There are strong similarities between the Patterson maps calculated from the simulated and experimental diffuse intensities (Fig. 5). The overall modulation of the diffuse Patterson is especially similar between the simulation and the data, indicating that the distance dependence of the correlations is captured well by the MD simulation. The attenuation of the Patterson along the a and b lattice vectors is more pronounced in the data than in the simulation, however, indicating a longer length scale of correlations in the simulation than in the data within the z = 0 plane (Figs. 5c and 5d).

If the simulation perfectly described the experimental system, the agreement would be expected either to increase or to plateau at long times, depending on how accurately the data were measured. The agreement beyond 1100 ns decreased somewhat, however, indicating a drift of the simulation away from the data. While it is possible that the decrease is transient and that running the present simulation for longer would eventually lead to an increase in the agreement, the simplest explanation is that the MD model is deviating from the experimental behavior at long times.

Dips in the residue-wise RSCC plot (Fig. 6, purple line) indicate regions where the simulated charge density locally deviates from the crystal structure. Dips at the N-terminus and at residues 46–52 correspond to high B-factor regions (Fig. 6, blue line) and might reflect the intrinsic difficulty of capturing discrete conformational variability using B factors (García et al., 1997 ). Dips in the RSCC also correspond to regions of high r.m.s.d. between the simulation average structure and the crystal structure (Fig. 6, yellow line).
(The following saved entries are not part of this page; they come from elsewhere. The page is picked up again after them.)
use crate::domain::portfolio::{AssetAllocation, PortfolioRecord};
use anyhow::{ensure, Context};
use serde::{Deserialize, Serialize};

/// Shape the model is asked to return. Summary fields are optional because the
/// results page has display defaults for them; the asset list is not.
#[derive(Debug, Clone, Serialize, Deserialize)]
pub struct LlmPortfolioRecord {
    pub portfolio: Vec<LlmAssetAllocation>,
    #[serde(default)]
    pub portfolio_commentary: Option<String>,
    #[serde(default)]
    pub expected_annual_return: Option<f64>,
    #[serde(default)]
    pub risk_level: Option<String>,
    #[serde(default)]
    pub max_expected_yearly_loss: Option<f64>,
}

#[derive(Debug, Clone, Serialize, Deserialize)]
pub struct LlmAssetAllocation {
    pub asset_name: String,
    pub ticker: String,
    pub allocation_percentage: f64,
    pub investment_amount: f64,
    pub asset_class: String,
    pub currency: String,
    pub description: String,
    #[serde(default)]
    pub link: Option<String>,
    pub buying_strategy: String,
}

impl LlmPortfolioRecord {
    pub fn validate_and_into_record(self) -> anyhow::Result<PortfolioRecord> {
        ensure!(
            !self.portfolio.is_empty(),
            "LLM output must contain at least one portfolio asset"
        );

        if let Some(ret) = self.expected_annual_return {
            ensure!(
                ret.is_finite() && (-100.0..=100.0).contains(&ret),
                "expected_annual_return must be between -100 and 100 (got {ret})"
            );
        }
        if let Some(loss) = self.max_expected_yearly_loss {
            ensure!(
                loss.is_finite() && (0.0..=100.0).contains(&loss),
                "max_expected_yearly_loss must be between 0 and 100 (got {loss})"
            );
        }

        let mut portfolio = Vec::with_capacity(self.portfolio.len());
        for (idx, asset) in self.portfolio.into_iter().enumerate() {
            let asset = asset
                .validate_and_into_asset()
                .with_context(|| format!("invalid portfolio asset at index {idx}"))?;
            portfolio.push(asset);
        }

        Ok(PortfolioRecord {
            portfolio,
            portfolio_commentary: trimmed_non_empty(self.portfolio_commentary),
            expected_annual_return: self.expected_annual_return,
            risk_level: trimmed_non_empty(self.risk_level),
            max_expected_yearly_loss: self.max_expected_yearly_loss,
        })
    }
}

impl LlmAssetAllocation {
    fn validate_and_into_asset(self) -> anyhow::Result<AssetAllocation> {
        let asset_name = self.asset_name.trim().to_string();
        ensure!(!asset_name.is_empty(), "asset_name must be non-empty");

        let ticker = self.ticker.trim().to_string();
        ensure!(!ticker.is_empty(), "ticker must be non-empty");

        let asset_class = self.asset_class.trim().to_string();
        ensure!(!asset_class.is_empty(), "asset_class must be non-empty");

        let currency = self.currency.trim().to_string();
        ensure!(!currency.is_empty(), "currency must be non-empty");

        ensure!(
            self.allocation_percentage.is_finite()
                && (0.0..=100.0).contains(&self.allocation_percentage),
            "allocation_percentage must be between 0 and 100 (got {})",
            self.allocation_percentage
        );
        ensure!(
            self.investment_amount.is_finite() && self.investment_amount >= 0.0,
            "investment_amount must be non-negative (got {})",
            self.investment_amount
        );

        Ok(AssetAllocation {
            asset_name,
            ticker,
            allocation_percentage: self.allocation_percentage,
            investment_amount: self.investment_amount,
            asset_class,
            currency,
            description: self.description.trim().to_string(),
            link: web_link(self.link),
            buying_strategy: self.buying_strategy.trim().to_string(),
        })
    }
}

fn trimmed_non_empty(value: Option<String>) -> Option<String> {
    value.map(|s| s.trim().to_string()).filter(|s| !s.is_empty())
}

/// Only absolute http(s) URLs survive; anything else is dropped rather than
/// failing the whole record.
fn web_link(value: Option<String>) -> Option<String> {
    let raw = trimmed_non_empty(value)?;
    match reqwest::Url::parse(&raw) {
        Ok(url) if matches!(url.scheme(), "http" | "https") && url.has_host() => Some(raw),
        _ => {
            tracing::debug!(link = %raw, "dropping non-web asset link");
            None
        }
    }
}
use axum::http::{header, HeaderMap, HeaderValue};
use axum::response::{IntoResponse, Response};
use robo_core::session::SessionContext;
use std::collections::HashMap;
use std::sync::{Arc, Mutex, MutexGuard};
use std::time::{Duration, Instant};
use uuid::Uuid;

pub const SESSION_COOKIE: &str = "robo_session";

const DEFAULT_IDLE_TTL: Duration = Duration::from_secs(30 * 60);

#[derive(Debug)]
struct Entry {
    context: SessionContext,
    last_seen: Instant,
}

/// In-memory session contexts keyed by cookie id. Never held across an await.
/// Sessions idle for longer than the TTL are dropped whenever a new one is
/// created.
#[derive(Debug, Clone)]
pub struct SessionStore {
    inner: Arc<Mutex<HashMap<Uuid, Entry>>>,
    idle_ttl: Duration,
}

impl Default for SessionStore {
    fn default() -> Self {
        Self::new(DEFAULT_IDLE_TTL)
    }
}

impl SessionStore {
    pub fn new(idle_ttl: Duration) -> Self {
        Self {
            inner: Arc::default(),
            idle_ttl,
        }
    }

    /// Runs `f` against the session, creating it on first use.
    pub fn with<R>(&self, id: Uuid, f: impl FnOnce(&mut SessionContext) -> R) -> R {
        let now = Instant::now();
        let mut sessions = self.lock();
        if !sessions.contains_key(&id) {
            evict_idle(&mut sessions, now, self.idle_ttl);
        }
        let entry = sessions.entry(id).or_insert_with(|| Entry {
            context: SessionContext::default(),
            last_seen: now,
        });
        entry.last_seen = now;
        f(&mut entry.context)
    }

    /// Read-only lookup; unknown ids stay unknown.
    pub fn read<R>(&self, id: Uuid, f: impl FnOnce(&SessionContext) -> R) -> Option<R> {
        let mut sessions = self.lock();
        let entry = sessions.get_mut(&id)?;
        entry.last_seen = Instant::now();
        Some(f(&entry.context))
    }

    pub fn len(&self) -> usize {
        self.lock().len()
    }

    fn lock(&self) -> MutexGuard<'_, HashMap<Uuid, Entry>> {
        self.inner.lock().unwrap_or_else(|e| e.into_inner())
    }
}

fn evict_idle(sessions: &mut HashMap<Uuid, Entry>, now: Instant, idle_ttl: Duration) {
    let before = sessions.len();
    // A pending session still has a model call that will write back into it.
    sessions.retain(|_, e| e.context.is_pending() || now.duration_since(e.last_seen) <= idle_ttl);
    let evicted = before - sessions.len();
    if evicted > 0 {
        tracing::debug!(evicted, remaining = sessions.len(), "evicted idle sessions");
    }
}

#[derive(Debug, Clone, Copy)]
pub struct SessionHandle {
    pub id: Uuid,
    fresh: bool,
}

impl SessionHandle {
    pub fn from_headers(headers: &HeaderMap) -> Self {
        match session_id(headers) {
            Some(id) => Self { id, fresh: false },
            None => Self {
                id: Uuid::new_v4(),
                fresh: true,
            },
        }
    }

    /// The id carried by the request, if any. Never mints one.
    pub fn existing(headers: &HeaderMap) -> Option<Uuid> {
        session_id(headers)
    }

    /// Attaches the session cookie when the id was minted by this request.
    pub fn respond(self, response: impl IntoResponse) -> Response {
        let mut response = response.into_response();
        if self.fresh {
            let cookie = format!("{SESSION_COOKIE}={}; Path=/; HttpOnly; SameSite=Lax", self.id);
            match HeaderValue::from_str(&cookie) {
                Ok(value) => {
                    response.headers_mut().append(header::SET_COOKIE, value);
                }
                Err(e) => tracing::error!(error = %e, "invalid session cookie header"),
            }
        }
        response
    }
}

fn session_id(headers: &HeaderMap) -> Option<Uuid> {
    headers
        .get_all(header::COOKIE)
        .iter()
        .filter_map(|v| v.to_str().ok())
        .flat_map(|v| v.split(';'))
        .filter_map(|pair| pair.trim().strip_prefix(SESSION_COOKIE)?.strip_prefix('='))
        .find_map(|id| Uuid::parse_str(id.trim()).ok())
}

#[cfg(test)]
mod tests {
    use super::*;
    use robo_core::domain::inputs::RecommendationForm;
    use robo_core::session::Page;

    #[test]
    fn reads_session_id_among_other_cookies() {
        let id = Uuid::new_v4();
        let mut headers = HeaderMap::new();
        headers.insert(
            header::COOKIE,
            HeaderValue::from_str(&format!("theme=dark; {SESSION_COOKIE}={id}; lang=en")).unwrap(),
        );
        let handle = SessionHandle::from_headers(&headers);
        assert_eq!(handle.id, id);
        assert!(!handle.fresh);
    }

    #[test]
    fn mints_id_for_garbage_cookie() {
        let mut headers = HeaderMap::new();
        headers.insert(
            header::COOKIE,
            HeaderValue::from_static("robo_session=not-a-uuid"),
        );
        let handle = SessionHandle::from_headers(&headers);
        assert!(handle.fresh);
        let response = handle.respond("ok");
        assert!(response.headers().get(header::SET_COOKIE).is_some());
    }

    #[test]
    fn read_does_not_create_sessions() {
        let store = SessionStore::default();
        assert_eq!(store.read(Uuid::new_v4(), |s| s.page()), None);
        assert_eq!(store.len(), 0);
    }

    #[test]
    fn idle_sessions_are_evicted() {
        let ttl = Duration::from_secs(60);
        let store = SessionStore::new(ttl);
        let (idle, busy, fresh) = (Uuid::new_v4(), Uuid::new_v4(), Uuid::new_v4());
        store.with(idle, |s| s.start());
        store.with(busy, |s| {
            s.begin_submission(RecommendationForm::default()).unwrap();
        });

        let later = Instant::now() + ttl + Duration::from_secs(1);
        let mut sessions = store.lock();
        sessions.insert(
            fresh,
            Entry {
                context: SessionContext::default(),
                last_seen: later,
            },
        );
        evict_idle(&mut sessions, later, ttl);

        assert!(!sessions.contains_key(&idle));
        assert!(sessions.contains_key(&busy));
        assert!(sessions.contains_key(&fresh));
    }

    #[test]
    fn sessions_are_isolated() {
        let store = SessionStore::default();
        let (a, b) = (Uuid::new_v4(), Uuid::new_v4());
        store.with(a, |s| s.start());
        assert_eq!(store.with(a, |s| s.page()), Page::Input);
        assert_eq!(store.with(b, |s| s.page()), Page::Home);
        assert_eq!(store.len(), 2);
    }
}
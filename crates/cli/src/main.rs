use anyhow::Context;
use clap::Parser;
use robo_core::domain::inputs::{RecommendationForm, UserInputs};
use robo_core::llm::openai::OpenAiClient;
use robo_core::llm::{LlmClient, ScriptedClient};
use robo_core::results::ResultsView;
use std::path::PathBuf;
use tracing_subscriber::EnvFilter;
use tracing_subscriber::{layer::SubscriberExt, util::SubscriberInitExt};

mod render;

#[derive(Debug, Parser)]
#[command(name = "robo-advisor", about = "Request an ETF portfolio recommendation")]
struct Args {
    /// Investment currency: USD, EUR, GBP, CHF, JPY, CAD or AUD.
    #[arg(long, default_value = "USD")]
    currency: String,

    /// Investable savings amount.
    #[arg(long, default_value_t = 50_000.0)]
    amount: f64,

    /// Risk profile: Low, Medium or High.
    #[arg(long, default_value = "Medium")]
    risk: String,

    /// Maximum yearly loss tolerated, in percent.
    #[arg(long, default_value_t = 15.0)]
    max_loss: f64,

    /// Years until the savings are needed.
    #[arg(long, default_value_t = 5)]
    horizon: u32,

    /// Print the prompt that would be sent and exit.
    #[arg(long)]
    dry_run: bool,

    /// Parse a saved model reply instead of calling the API.
    #[arg(long)]
    reply_file: Option<PathBuf>,

    /// Print the results view as JSON instead of tables.
    #[arg(long)]
    json: bool,
}

impl Args {
    fn form(&self) -> RecommendationForm {
        RecommendationForm {
            currency: self.currency.clone(),
            investable_amount: self.amount,
            risk_profile: self.risk.clone(),
            max_yearly_loss: self.max_loss,
            time_horizon: self.horizon,
        }
    }
}

#[tokio::main]
async fn main() -> anyhow::Result<()> {
    dotenvy::dotenv().ok();

    let settings = robo_core::config::Settings::from_env()?;
    let _sentry_guard = init_sentry(&settings);

    tracing_subscriber::registry()
        .with(EnvFilter::from_default_env())
        .with(tracing_subscriber::fmt::layer().with_writer(std::io::stderr))
        .with(sentry_tracing::layer())
        .init();

    let args = Args::parse();
    let inputs = UserInputs::try_from(&args.form())?;

    if args.dry_run {
        let request = robo_core::advisor::completion_request(&inputs);
        tracing::info!(dry_run = true, "printing prompt only");
        println!("[system]\n{}\n\n[user]\n{}", request.system, request.user);
        return Ok(());
    }

    let llm: Box<dyn LlmClient> = match &args.reply_file {
        Some(path) => {
            let reply = std::fs::read_to_string(path)
                .with_context(|| format!("failed to read reply file {}", path.display()))?;
            Box::new(ScriptedClient::replying(reply))
        }
        None => Box::new(OpenAiClient::from_settings(&settings)?),
    };

    let rec = match robo_core::advisor::generate_recommendation(llm.as_ref(), &inputs).await {
        Ok(rec) => rec,
        Err(err) => {
            sentry_anyhow::capture_anyhow(&err);
            tracing::error!(error = %format!("{err:#}"), "portfolio recommendation failed");
            return Err(err.context(robo_core::advisor::GENERIC_FAILURE_MESSAGE));
        }
    };

    let view = ResultsView::build(&rec);
    if args.json {
        println!("{}", serde_json::to_string_pretty(&view)?);
    } else {
        print!("{}", render::results(&view));
    }

    Ok(())
}

fn init_sentry(settings: &robo_core::config::Settings) -> Option<sentry::ClientInitGuard> {
    let dsn = settings.sentry_dsn.as_deref()?;
    Some(sentry::init((
        dsn,
        sentry::ClientOptions {
            release: sentry::release_name!(),
            ..Default::default()
        },
    )))
}
use crate::config::Settings;
use crate::llm::error::LlmDiagnosticsError;
use crate::llm::{CompletionRequest, LlmClient, Provider};
use anyhow::Context;
use reqwest::StatusCode;
use serde::{Deserialize, Serialize};
use std::time::Duration;

#[derive(Debug, Clone)]
pub struct OpenAiClient {
    http: reqwest::Client,
    api_key: Option<String>,
    base_url: String,
    model: String,
    temperature: f32,
    max_retries: u32,
}

impl OpenAiClient {
    /// Builds the client without requiring a credential; a missing key is
    /// reported when a completion is requested.
    pub fn from_settings(settings: &Settings) -> anyhow::Result<Self> {
        let http = reqwest::Client::builder()
            .timeout(Duration::from_secs(settings.openai_timeout_secs))
            .build()
            .context("failed to build reqwest client")?;

        Ok(Self {
            http,
            api_key: settings.openai_api_key.clone(),
            base_url: settings.openai_base_url.clone(),
            model: settings.openai_model.clone(),
            temperature: settings.openai_temperature,
            max_retries: settings.openai_max_retries,
        })
    }

    pub fn model(&self) -> &str {
        &self.model
    }

    fn diagnostics(stage: &'static str, detail: String) -> LlmDiagnosticsError {
        LlmDiagnosticsError {
            provider: Provider::OpenAI,
            stage,
            detail,
            raw_output: None,
            raw_response_json: None,
        }
    }

    async fn create_completion(
        &self,
        api_key: &str,
        req: &ChatCompletionRequest,
    ) -> anyhow::Result<ChatCompletionResponse> {
        let url = format!("{}/v1/chat/completions", self.base_url.trim_end_matches('/'));
        let res = self
            .http
            .post(url)
            .bearer_auth(api_key)
            .json(req)
            .send()
            .await
            .map_err(|e| Self::diagnostics("transport", format!("OpenAI request failed: {e}")))?;

        let status = res.status();
        let text = res
            .text()
            .await
            .map_err(|e| Self::diagnostics("transport", format!("failed to read OpenAI response body: {e}")))?;

        if !status.is_success() {
            let stage = match status {
                StatusCode::TOO_MANY_REQUESTS => "rate_limited",
                s if s.is_server_error() => "upstream",
                StatusCode::UNAUTHORIZED | StatusCode::FORBIDDEN => "credential",
                _ => "http",
            };
            let raw_response_json = serde_json::from_str::<serde_json::Value>(&text).ok();
            return Err(LlmDiagnosticsError {
                raw_output: Some(text),
                raw_response_json,
                ..Self::diagnostics(stage, format!("status={status}"))
            }
            .into());
        }

        serde_json::from_str::<ChatCompletionResponse>(&text).map_err(|e| {
            LlmDiagnosticsError {
                raw_output: Some(text.clone()),
                ..Self::diagnostics("decode", format!("failed to decode chat completion: {e}"))
            }
            .into()
        })
    }

    fn response_text(res: ChatCompletionResponse) -> anyhow::Result<String> {
        let choice = res
            .choices
            .into_iter()
            .next()
            .ok_or_else(|| Self::diagnostics("decode", "completion has no choices".to_string()))?;

        if matches!(choice.finish_reason.as_deref(), Some("length")) {
            tracing::warn!("OpenAI completion stopped at the token limit; JSON may be truncated");
        }

        let text = choice.message.content.unwrap_or_default();
        if text.trim().is_empty() {
            return Err(Self::diagnostics("decode", "completion content is empty".to_string()).into());
        }
        Ok(text)
    }
}

#[async_trait::async_trait]
impl LlmClient for OpenAiClient {
    fn provider(&self) -> Provider {
        Provider::OpenAI
    }

    async fn complete(&self, request: CompletionRequest) -> anyhow::Result<String> {
        let api_key = self.api_key.as_deref().ok_or_else(|| {
            Self::diagnostics("credential", "OPENAI_API_KEY is required".to_string())
        })?;

        let req = ChatCompletionRequest {
            model: self.model.clone(),
            messages: vec![
                Message {
                    role: "system",
                    content: request.system,
                },
                Message {
                    role: "user",
                    content: request.user,
                },
            ],
            temperature: self.temperature,
        };

        let mut attempt: u32 = 0;
        loop {
            attempt += 1;
            match self.create_completion(api_key, &req).await {
                Ok(res) => {
                    tracing::info!(model = %self.model, attempt, "received OpenAI completion");
                    return Self::response_text(res);
                }
                Err(err) => {
                    let retryable = err
                        .downcast_ref::<LlmDiagnosticsError>()
                        .is_some_and(LlmDiagnosticsError::is_retryable);
                    if !retryable || attempt > self.max_retries {
                        return Err(err);
                    }
                    let backoff = Duration::from_secs(1 << (attempt - 1).min(5));
                    tracing::warn!(attempt, ?backoff, error = %err, "OpenAI request failed; retrying");
                    tokio::time::sleep(backoff).await;
                }
            }
        }
    }
}

#[derive(Debug, Clone, Serialize)]
struct ChatCompletionRequest {
    model: String,
    messages: Vec<Message>,
    temperature: f32,
}

#[derive(Debug, Clone, Serialize)]
struct Message {
    role: &'static str,
    content: String,
}

#[derive(Debug, Clone, Deserialize)]
struct ChatCompletionResponse {
    #[serde(default)]
    choices: Vec<Choice>,
}

#[derive(Debug, Clone, Deserialize)]
struct Choice {
    message: ResponseMessage,
    #[serde(default)]
    finish_reason: Option<String>,
}

#[derive(Debug, Clone, Deserialize)]
struct ResponseMessage {
    #[serde(default)]
    content: Option<String>,
}

#[cfg(test)]
mod tests {
    use super::*;
    use axum::{extract::State, http::HeaderMap, routing::post, Json, Router};
    use serde_json::{json, Value};
    use std::sync::atomic::{AtomicUsize, Ordering};
    use std::sync::{Arc, Mutex};

    #[derive(Clone, Default)]
    struct Stub {
        calls: Arc<AtomicUsize>,
        last_body: Arc<Mutex<Option<Value>>>,
        fail_first: usize,
        status: u16,
    }

    async fn stub_handler(
        State(stub): State<Stub>,
        headers: HeaderMap,
        Json(body): Json<Value>,
    ) -> (axum::http::StatusCode, Json<Value>) {
        let n = stub.calls.fetch_add(1, Ordering::SeqCst);
        *stub.last_body.lock().unwrap() = Some(body);

        let authorized = headers
            .get("authorization")
            .and_then(|v| v.to_str().ok())
            == Some("Bearer test-key");
        if !authorized {
            return (
                axum::http::StatusCode::UNAUTHORIZED,
                Json(json!({"error": {"message": "bad key"}})),
            );
        }
        if n < stub.fail_first {
            let status = axum::http::StatusCode::from_u16(stub.status).unwrap();
            return (status, Json(json!({"error": {"message": "try later"}})));
        }

        (
            axum::http::StatusCode::OK,
            Json(json!({
                "choices": [{
                    "index": 0,
                    "message": {"role": "assistant", "content": "```json\n{\"ok\": true}\n```"},
                    "finish_reason": "stop"
                }]
            })),
        )
    }

    async fn spawn_stub(stub: Stub) -> String {
        let app = Router::new()
            .route("/v1/chat/completions", post(stub_handler))
            .with_state(stub);
        let listener = tokio::net::TcpListener::bind("127.0.0.1:0").await.unwrap();
        let addr = listener.local_addr().unwrap();
        tokio::spawn(async move {
            axum::serve(listener, app).await.unwrap();
        });
        format!("http://{addr}")
    }

    fn settings(base_url: String, api_key: Option<&str>, max_retries: u32) -> Settings {
        Settings {
            openai_api_key: api_key.map(str::to_string),
            openai_base_url: base_url,
            openai_max_retries: max_retries,
            openai_timeout_secs: 5,
            ..Settings::default()
        }
    }

    fn request() -> CompletionRequest {
        CompletionRequest {
            system: "system text".to_string(),
            user: "user text".to_string(),
        }
    }

    #[tokio::test]
    async fn sends_roles_model_and_temperature() {
        let stub = Stub::default();
        let base_url = spawn_stub(stub.clone()).await;
        let client = OpenAiClient::from_settings(&settings(base_url, Some("test-key"), 0)).unwrap();

        let text = client.complete(request()).await.unwrap();
        assert_eq!(text, "```json\n{\"ok\": true}\n```");

        let body = stub.last_body.lock().unwrap().clone().unwrap();
        assert_eq!(body["model"], "gpt-4o-mini");
        assert!((body["temperature"].as_f64().unwrap() - 0.7).abs() < 1e-6);
        assert_eq!(body["messages"][0]["role"], "system");
        assert_eq!(body["messages"][0]["content"], "system text");
        assert_eq!(body["messages"][1]["role"], "user");
        assert_eq!(body["messages"][1]["content"], "user text");
    }

    #[tokio::test]
    async fn missing_key_fails_without_calling_upstream() {
        let stub = Stub::default();
        let base_url = spawn_stub(stub.clone()).await;
        let client = OpenAiClient::from_settings(&settings(base_url, None, 0)).unwrap();

        let err = client.complete(request()).await.unwrap_err();
        let diag = err.downcast_ref::<LlmDiagnosticsError>().unwrap();
        assert_eq!(diag.stage, "credential");
        assert_eq!(stub.calls.load(Ordering::SeqCst), 0);
    }

    #[tokio::test]
    async fn invalid_key_is_not_retried() {
        let stub = Stub::default();
        let base_url = spawn_stub(stub.clone()).await;
        let client = OpenAiClient::from_settings(&settings(base_url, Some("wrong"), 3)).unwrap();

        let err = client.complete(request()).await.unwrap_err();
        let diag = err.downcast_ref::<LlmDiagnosticsError>().unwrap();
        assert_eq!(diag.stage, "credential");
        assert!(diag.raw_output.as_deref().unwrap().contains("bad key"));
        assert_eq!(stub.calls.load(Ordering::SeqCst), 1);
    }

    #[tokio::test]
    async fn single_attempt_by_default() {
        let stub = Stub {
            fail_first: 1,
            status: 503,
            ..Stub::default()
        };
        let base_url = spawn_stub(stub.clone()).await;
        let client = OpenAiClient::from_settings(&settings(base_url, Some("test-key"), 0)).unwrap();

        let err = client.complete(request()).await.unwrap_err();
        let diag = err.downcast_ref::<LlmDiagnosticsError>().unwrap();
        assert_eq!(diag.stage, "upstream");
        assert_eq!(stub.calls.load(Ordering::SeqCst), 1);
    }

    #[tokio::test]
    async fn retries_rate_limited_requests_when_configured() {
        let stub = Stub {
            fail_first: 1,
            status: 429,
            ..Stub::default()
        };
        let base_url = spawn_stub(stub.clone()).await;
        let client = OpenAiClient::from_settings(&settings(base_url, Some("test-key"), 1)).unwrap();

        let text = client.complete(request()).await.unwrap();
        assert!(text.contains("\"ok\""));
        assert_eq!(stub.calls.load(Ordering::SeqCst), 2);
    }

    #[test]
    fn empty_content_is_an_error() {
        let res: ChatCompletionResponse = serde_json::from_value(json!({
            "choices": [{"message": {"role": "assistant", "content": null}}]
        }))
        .unwrap();
        assert!(OpenAiClient::response_text(res).is_err());

        let res: ChatCompletionResponse = serde_json::from_value(json!({"choices": []})).unwrap();
        assert!(OpenAiClient::response_text(res).is_err());
    }
}
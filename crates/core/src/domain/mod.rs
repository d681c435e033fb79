pub mod contract;
pub mod inputs;
pub mod portfolio;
These include not only the high B-factor regions, but also many regions with lower B factors. The low B-factor regions with high r.m.s.d.s indicate where the atom positions from the simulation locally deviate from the crystal structure. The discrepancies in these regions would be especially good targets for improving the MD model.

There are a number of specific routes to improving the MD model. Missing residues at the N- and C-termini could be modeled more accurately using more of the context from the crystal structure. The 2 × 2 × 2 supercell could be extended to an even larger supercell. Additional compounds found in the mother liquor could be added to the model (e.g. 23% 2-methyl-2,4-pentanediol) and the ionic strength of the solvent could be more accurately modeled; the current model only includes water and neutralizing counterions. There might be inaccuracies in the MD force fields; importantly, the accuracy of the MD models should now be high enough to enable the improvement of force fields using crystallographic data, just as validation using NMR data (Chatfield et al., 1998 ) has led to improvement of MD force fields (Lindorff-Larsen et al., 2010 , 2012 ; Showalter & Brüschweiler, 2007 ). Time-averaged ensemble refinement produces models that are closer to the crystal structure (Burnley et al., 2012 ) and might be used in combination with diffuse data to generate more accurate conformational ensembles. Higher quality data also might be needed to substantially improve the model.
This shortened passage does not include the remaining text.